Philosophy is this huge pile of books written by philosophers. Philosophers are people, who wonder about human existence, raise inquiries out of wonder, try to come up with remedial answers in order to subdue the anxiety resulting from wonder. A philosopher is a person who ponders on enigmatic queries that question his intellect in his states of inquisition. Those enigmas swell and enlarge and need out of one’s head because their intensification in the memory of the philosopher would disturb the whole being of the curious individual. When queries start weaving excessively in the mind, they imprison the thinking subject. By nature we do not like imprisonment in any of its sorts. Philosophical ideas are not faint; on the contrary, they are great and heavy on the mind. The first act a philosopher has to do is either speak out or write down what lingers in the mind. In both cases the philosopher is exercising a speech act whose tool is language.
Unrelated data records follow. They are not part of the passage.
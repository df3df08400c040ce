//! Configuration management: `scandex.toml` parsing and runtime settings
//!
//! [`ScandexConfig`] holds every section of the configuration file.
//!
//! # Loading priority
//! 1. CLI arguments (highest)
//! 2. Environment variables (`SCANDEX_INDEX_OUTPUT_FILE=manifest.json` form)
//! 3. Config file (`scandex.toml`)
//! 4. Defaults (`Default` impls)
//!
//! # Example
//! ```no_run
//! # fn example() -> Result<(), scandex_core::error::ScandexError> {
//! use scandex_core::config::ScandexConfig;
//!
//! // Load from file and apply environment overrides
//! let config = ScandexConfig::load("scandex.toml")?;
//!
//! // Parse directly from a TOML string
//! let config = ScandexConfig::parse("[index]\nsort_entries = true")?;
//! # Ok(())
//! # }
//! ```

use std::fmt;
use std::path::Path;

use serde::{Deserialize, Serialize};
use tracing::warn;

use crate::error::{ConfigError, ScandexError};

/// Default substring identifying the flesh image of a scan.
pub const DEFAULT_FLESH_PATTERN: &str = "flesh.tif";

/// Default name of the index file written into the root directory.
pub const DEFAULT_OUTPUT_FILE: &str = "index.json";

/// Default sidecar size limit in bytes.
pub const DEFAULT_MAX_SIDECAR_SIZE: usize = 10 * 1024 * 1024; // 10 MB

/// Default spaces per indentation level of the written index.
pub const DEFAULT_INDENT: usize = 4;

/// Largest accepted `max_sidecar_size`.
pub const MAX_SIDECAR_SIZE_LIMIT: usize = 100 * 1024 * 1024; // 100 MB

/// Largest accepted `indent`.
pub const MAX_INDENT: usize = 16;

/// `true` when `name` names a file directly inside a directory: non-empty,
/// no path separators, not `.` or `..`.
pub fn is_plain_file_name(name: &str) -> bool {
    !(name.is_empty() || name == "." || name == ".." || name.contains(['/', '\\']))
}

/// scandex configuration
///
/// Top-level structure of `scandex.toml`. Each crate reads only its section.
#[derive(Debug, Clone, Default, Serialize, Deserialize)]
pub struct ScandexConfig {
    /// General settings
    #[serde(default)]
    pub general: GeneralConfig,
    /// Indexer settings
    #[serde(default)]
    pub index: IndexConfig,
}

impl ScandexConfig {
    /// Loads the config from a TOML file, applies environment overrides and validates.
    pub fn load(path: impl AsRef<Path>) -> Result<Self, ScandexError> {
        let mut config = Self::from_file(path)?;
        config.apply_env_overrides();
        config.validate()?;
        Ok(config)
    }

    /// Builds the effective config when no file was requested:
    /// defaults plus environment overrides.
    pub fn from_env() -> Result<Self, ScandexError> {
        let mut config = Self::default();
        config.apply_env_overrides();
        config.validate()?;
        Ok(config)
    }

    /// Loads the config from a TOML file (no environment overrides).
    pub fn from_file(path: impl AsRef<Path>) -> Result<Self, ScandexError> {
        let path = path.as_ref();
        let content = std::fs::read_to_string(path).map_err(|e| {
            if e.kind() == std::io::ErrorKind::NotFound {
                ScandexError::Config(ConfigError::FileNotFound {
                    path: path.display().to_string(),
                })
            } else {
                ScandexError::Io(e)
            }
        })?;
        let config = Self::parse(&content)?;
        config.validate()?;
        Ok(config)
    }

    /// Parses a config from a TOML string.
    pub fn parse(toml_str: &str) -> Result<Self, ScandexError> {
        toml::from_str(toml_str).map_err(|e| {
            ScandexError::Config(ConfigError::ParseFailed {
                reason: e.to_string(),
            })
        })
    }

    /// Overrides settings from environment variables.
    ///
    /// Naming rule: `SCANDEX_{SECTION}_{FIELD}`, e.g. `SCANDEX_INDEX_SORT_ENTRIES=true`
    pub fn apply_env_overrides(&mut self) {
        // General
        override_string(&mut self.general.log_level, "SCANDEX_GENERAL_LOG_LEVEL");
        override_string(&mut self.general.log_format, "SCANDEX_GENERAL_LOG_FORMAT");

        // Index
        override_string(
            &mut self.index.flesh_pattern,
            "SCANDEX_INDEX_FLESH_PATTERN",
        );
        override_string(&mut self.index.output_file, "SCANDEX_INDEX_OUTPUT_FILE");
        override_policy(&mut self.index.missing_flesh, "SCANDEX_INDEX_MISSING_FLESH");
        override_bool(&mut self.index.sort_entries, "SCANDEX_INDEX_SORT_ENTRIES");
        override_usize(
            &mut self.index.max_sidecar_size,
            "SCANDEX_INDEX_MAX_SIDECAR_SIZE",
        );
        override_usize(&mut self.index.indent, "SCANDEX_INDEX_INDENT");
    }

    /// Validates every setting.
    pub fn validate(&self) -> Result<(), ScandexError> {
        let valid_levels = ["trace", "debug", "info", "warn", "error"];
        if !valid_levels.contains(&self.general.log_level.as_str()) {
            return Err(ConfigError::InvalidValue {
                field: "general.log_level".to_owned(),
                reason: format!("must be one of: {}", valid_levels.join(", ")),
            }
            .into());
        }

        let valid_formats = ["json", "pretty"];
        if !valid_formats.contains(&self.general.log_format.as_str()) {
            return Err(ConfigError::InvalidValue {
                field: "general.log_format".to_owned(),
                reason: format!("must be one of: {}", valid_formats.join(", ")),
            }
            .into());
        }

        if self.index.flesh_pattern.is_empty() {
            return Err(ConfigError::InvalidValue {
                field: "index.flesh_pattern".to_owned(),
                reason: "must not be empty".to_owned(),
            }
            .into());
        }

        // The index always lands directly inside the root directory.
        let output_file = self.index.output_file.as_str();
        if !is_plain_file_name(output_file) {
            return Err(ConfigError::InvalidValue {
                field: "index.output_file".to_owned(),
                reason: format!("'{output_file}' must be a plain file name"),
            }
            .into());
        }

        if self.index.max_sidecar_size == 0 || self.index.max_sidecar_size > MAX_SIDECAR_SIZE_LIMIT
        {
            return Err(ConfigError::InvalidValue {
                field: "index.max_sidecar_size".to_owned(),
                reason: format!("must be 1-{MAX_SIDECAR_SIZE_LIMIT}"),
            }
            .into());
        }

        if self.index.indent == 0 || self.index.indent > MAX_INDENT {
            return Err(ConfigError::InvalidValue {
                field: "index.indent".to_owned(),
                reason: format!("must be 1-{MAX_INDENT}"),
            }
            .into());
        }

        Ok(())
    }
}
Philosophical inquiries do not just pop in the mind of a person out of no where. They certainly have their causes. When a philosophical statement is made, it certainly needs explanation. The same principle that applies to explaining my love for Anne, or asking for five pounds, or the fact that this is a lantern, also apply in trying to understand a philosophical statement. There are, beyond any shadow of a doubt, that a philosophical statement is attached to a chain of experiences and generative ideas that breed its formation. This formation is made manifest through language. In the course of communication and duration of time, philosophical statements are susceptible to feedback and responses that consequently instigate dialogue. In any speech act there are implications that need explanation such as in the process of giving me five pounds or any other statement. This explanation that is done through language which is the explicit means for knowledge. This ,quintessentially, is what we mean by dialogue.
In this perspective we find out that language liberates the philosopher from the burden of contemplation. The act of liberty is only possible exclusively through language. Language is the vehicle that carries philosophical dialogue. Hence the act of philosophizing is an act of dialogue aiming at liberty from the dungeons of ignorance. This is a constant human desire. This liberty is achieved through language and its continuity is the emblem of the elevated human freedom. Philosophy is made manifest through language, and without language philosophy cannot exist and cannot be part of life either. Language is the only tool to communicate knowledge and liberate the human soul.